È allora che si capisce la differenza tra chi si improvvisa capitano e chi lo è davvero.La stessa cosa succede nella vita di tutti i giorni. In momenti di tranquillità, quando tutto fila liscio, tutti sembrano capaci, sicuri, preparati. Ma sono le difficoltà a rivelare il carattere. Non è quando le cose vanno bene che si misura una persona, ma quando qualcosa si rompe, quando il progetto salta, quando il tempo stringe e le forze vengono meno.
Un vero leader non si riconosce per come parla in un meeting tranquillo, ma per come tiene insieme la squadra quando tutto sembra sgretolarsi. Un amico non si giudica per le risate condivise in vacanza, ma per la sua presenza silenziosa in un momento di dolore.
La tempesta non è un ostacolo: è una verifica.Per questo non bisogna mai fidarsi troppo delle acque calme. Sono quelle agitate a insegnarci qualcosa.

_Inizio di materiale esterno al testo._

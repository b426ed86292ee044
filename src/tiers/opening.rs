//! OpeningTier: lays down the turn-zero first line of defence.

use crate::engine::Commander;
use crate::tier::*;
use log::*;

/// Places the opening turret slice, then the opening wall slice.
/// Applies to turn zero only.
pub struct OpeningTier;

impl BuildTier for OpeningTier {
    fn name(&self) -> &str {
        "opening"
    }

    fn is_applicable(&self, ctx: &TurnContext) -> bool {
        ctx.is_opening()
    }

    fn execute(&self, ctx: &TurnContext, commander: &mut Commander) {
        for batch in ctx.strategy.layout.opening_batches() {
            let placed = commander.place_all(batch.kind, batch.locations);
            trace!(
                "Opening placed {}/{} {:?}",
                placed,
                batch.locations.len(),
                batch.kind
            );
        }
    }
}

Chi resiste, chi non molla, chi continua a remare anche quando il vento è contrario — quello è il marinaio vero. Non chi si limita a godersi il sole in coperta quando il mare è in pace.
La prossima volta che ti trovi in difficoltà, ricordati: non è un segno che stai fallendo. È solo il momento in cui hai l’occasione di dimostrare chi sei davvero.